それぞれ別々のブラウザになるので、ログイン状態やパスワードは保存されていません。
「いつもはパスワードを入力しないでいいのに、パスワードが必要になった」というときは、いつもと違うブラウザがアクセスしている場合が多いです。
4-2. アップデートでブラウザ内データがクリアされた
いつもと同じブラウザを利用していても、アップデートや再インストールで、ブラウザ内のデータがクリアされることがあります。
「何もしていないのにパスワードが消えた」というときは、ブラウザの自動更新で消えてしまった場合もあります。
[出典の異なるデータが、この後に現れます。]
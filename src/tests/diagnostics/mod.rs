// Copyright (c) Microsoft Corporation.
// Licensed under the MIT License.

use crate::*;

use std::sync::{Arc, Mutex};

type Lines = Arc<Mutex<Vec<(LogLevel, String)>>>;

fn recording_sink() -> (LogSink, Lines) {
    let lines: Lines = Arc::new(Mutex::new(vec![]));
    let captured = lines.clone();
    let sink = LogSink::callback(move |level, message| {
        captured
            .lock()
            .expect("poisoned")
            .push((level, message.to_string()));
    });
    (sink, lines)
}

fn taken(lines: &Lines) -> Vec<(LogLevel, String)> {
    std::mem::take(&mut *lines.lock().expect("poisoned"))
}

fn event(kind: EventKind, path: &str, default: Value) -> DiagnosticEvent {
    DiagnosticEvent::new(kind, path, &default)
}

#[test]
fn event_rendering() {
    let e = event(EventKind::DataMissing, "a.b[0]", Value::from("x"));
    assert_eq!(e.to_string(), "event: dataMissing, path: a.b[0], default: x");

    let e = event(EventKind::TypeMismatch, "a", Value::new_array());
    assert_eq!(e.to_string(), "event: typeMismatch, path: a, default: []");

    let e = event(EventKind::TypeMismatch, "a", Value::empty_sentinel());
    assert_eq!(e.default, r#"{"__isEmpty":true}"#);
}

#[test]
fn disabled_is_a_no_op() {
    let mut d = Diagnostics::new();
    assert!(!d.is_enabled());
    d.record(&event(EventKind::DataMissing, "a", Value::Null), LogLevel::Warn);
    d.flush_logs(false);
    d.end_logging();
    assert_eq!(d.stats(), DiagnosticStats::default());
    assert!(d.lines().is_empty());
}

#[test]
fn immediate_forwarding() {
    let (sink, lines) = recording_sink();
    let mut d = Diagnostics::new();
    d.set_logger(Some(sink));
    assert!(d.is_enabled());
    assert!(!d.in_session());

    d.record(&event(EventKind::DataMissing, "a", Value::from(1)), LogLevel::Info);
    assert_eq!(
        taken(&lines),
        [(
            LogLevel::Info,
            "event: dataMissing, path: a, default: 1".to_string()
        )]
    );

    // Nothing is buffered in this mode.
    assert_eq!(d.stats().total(), 0);
    d.flush_logs(false);
    assert!(taken(&lines).is_empty());

    d.set_logger(None);
    d.record(&event(EventKind::DataMissing, "a", Value::from(1)), LogLevel::Info);
    assert!(taken(&lines).is_empty());
}

#[test]
fn session_summary_then_log() {
    let (sink, lines) = recording_sink();
    let mut d = Diagnostics::new();
    d.start_logging(Some(sink));
    assert!(d.in_session());

    d.record(&event(EventKind::DataMissing, "x", Value::from("")), LogLevel::Warn);
    d.record(&event(EventKind::TypeMismatch, "a", Value::from("")), LogLevel::Warn);
    d.record(&event(EventKind::DataMissing, "y", Value::from(0)), LogLevel::Warn);

    // Buffered until the session ends.
    assert!(taken(&lines).is_empty());
    assert_eq!(
        d.stats(),
        DiagnosticStats {
            data_missing: 2,
            type_mismatch: 1
        }
    );
    assert_eq!(d.lines().len(), 3);

    d.end_logging();
    let out = taken(&lines);
    assert_eq!(out.len(), 2);
    assert_eq!(out[0].1, "Warnings: 3, dataMissing: 2, typeMismatch: 1");
    assert_eq!(
        out[1].1,
        "event: dataMissing, path: x, default: \n\
         event: typeMismatch, path: a, default: \n\
         event: dataMissing, path: y, default: 0"
    );
    assert!(out.iter().all(|(level, _)| *level == LogLevel::Warn));

    // Ending disables diagnostics.
    assert!(!d.is_enabled());
    d.record(&event(EventKind::DataMissing, "z", Value::Null), LogLevel::Warn);
    d.end_logging();
    assert!(taken(&lines).is_empty());
}

#[test]
fn flush_keeps_the_session() {
    let (sink, lines) = recording_sink();
    let mut d = Diagnostics::new();
    d.set_level(LogLevel::Error);
    d.start_logging(Some(sink));

    d.record(&event(EventKind::TypeMismatch, "a", Value::from(1)), LogLevel::Warn);
    d.flush_logs(true);
    assert_eq!(
        taken(&lines),
        [(
            LogLevel::Error,
            "Warnings: 1, dataMissing: 0, typeMismatch: 1".to_string()
        )]
    );
    assert!(d.in_session());
    assert_eq!(d.stats().total(), 0);

    // Flushing an empty buffer emits nothing.
    d.flush_logs(false);
    assert!(taken(&lines).is_empty());

    d.record(&event(EventKind::DataMissing, "b", Value::from(1)), LogLevel::Warn);
    d.flush_logs(false);
    assert_eq!(taken(&lines).len(), 2);
}

#[test]
fn start_resets_the_session() {
    let (sink, lines) = recording_sink();
    let mut d = Diagnostics::new();
    d.start_logging(Some(sink));
    d.record(&event(EventKind::DataMissing, "a", Value::Null), LogLevel::Warn);

    let (sink2, lines2) = recording_sink();
    d.start_logging(Some(sink2));
    assert_eq!(d.stats().total(), 0);

    d.record(&event(EventKind::TypeMismatch, "b", Value::Null), LogLevel::Warn);
    d.end_logging();
    assert!(taken(&lines).is_empty());
    let out = taken(&lines2);
    assert_eq!(out[0].1, "Warnings: 1, dataMissing: 0, typeMismatch: 1");
}

#[test]
fn start_without_sink_disables() {
    let mut d = Diagnostics::new();
    d.start_logging(None);
    assert!(!d.is_enabled());
    assert!(!d.in_session());
}

#[derive(Default)]
struct WarnOnly {
    seen: Arc<Mutex<Vec<String>>>,
}

impl Logger for WarnOnly {
    fn warn(&mut self, message: &str) {
        self.seen.lock().expect("poisoned").push(message.to_string());
    }
}

#[test]
fn method_sink_dispatches_by_severity() {
    let logger = WarnOnly::default();
    let seen = logger.seen.clone();
    let mut sink = LogSink::methods(logger);

    sink.emit(LogLevel::Warn, "one");
    // Severities the logger does not implement are dropped.
    sink.emit(LogLevel::Info, "two");
    sink.emit(LogLevel::Error, "three");

    assert_eq!(*seen.lock().expect("poisoned"), ["one"]);
}

#[test]
fn log_level_names() {
    assert_eq!("WARN".parse::<LogLevel>(), Ok(LogLevel::Warn));
    assert_eq!("debug".parse::<LogLevel>(), Ok(LogLevel::Debug));
    assert_eq!(" log ".parse::<LogLevel>(), Ok(LogLevel::Log));
    assert_eq!(
        "loud".parse::<LogLevel>(),
        Err(OptionsError::UnknownLevel("loud".to_string()))
    );
}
アップデートではなく、自分で「設定」ー「プライバシーとセキュリティ」から「閲覧履歴データの削除」を操作して、「Cookie と サイトデータ」を削除した場合も、ログアウトされてしまいます。
4-3. メモリ不足でブラウザが再起動した
古いスマホでよくあるのが、ブラウザの再起動です。
ウェブページを閲覧しながら、メールアプリで確認コードを見に行って、戻ってみると「セッションの有効期限が切れている」というケースがあります。
これは、スマホのメモリが不足していて、メールアプリに切替えたときに、ブラウザが中断ではなく一度終了してしまっているからです。セッションの終了条件が「ブラウザの終了」の場合は、セッションが途切れてしまいます。
スマホのメモリが足りなくなると、アプリを切り替える度に起動し直すので、動作が遅くなります。不要なアプリをアンインストールすることで、少しは改善します。どうしても改善しない場合は、買い替え時期なのかもしれません。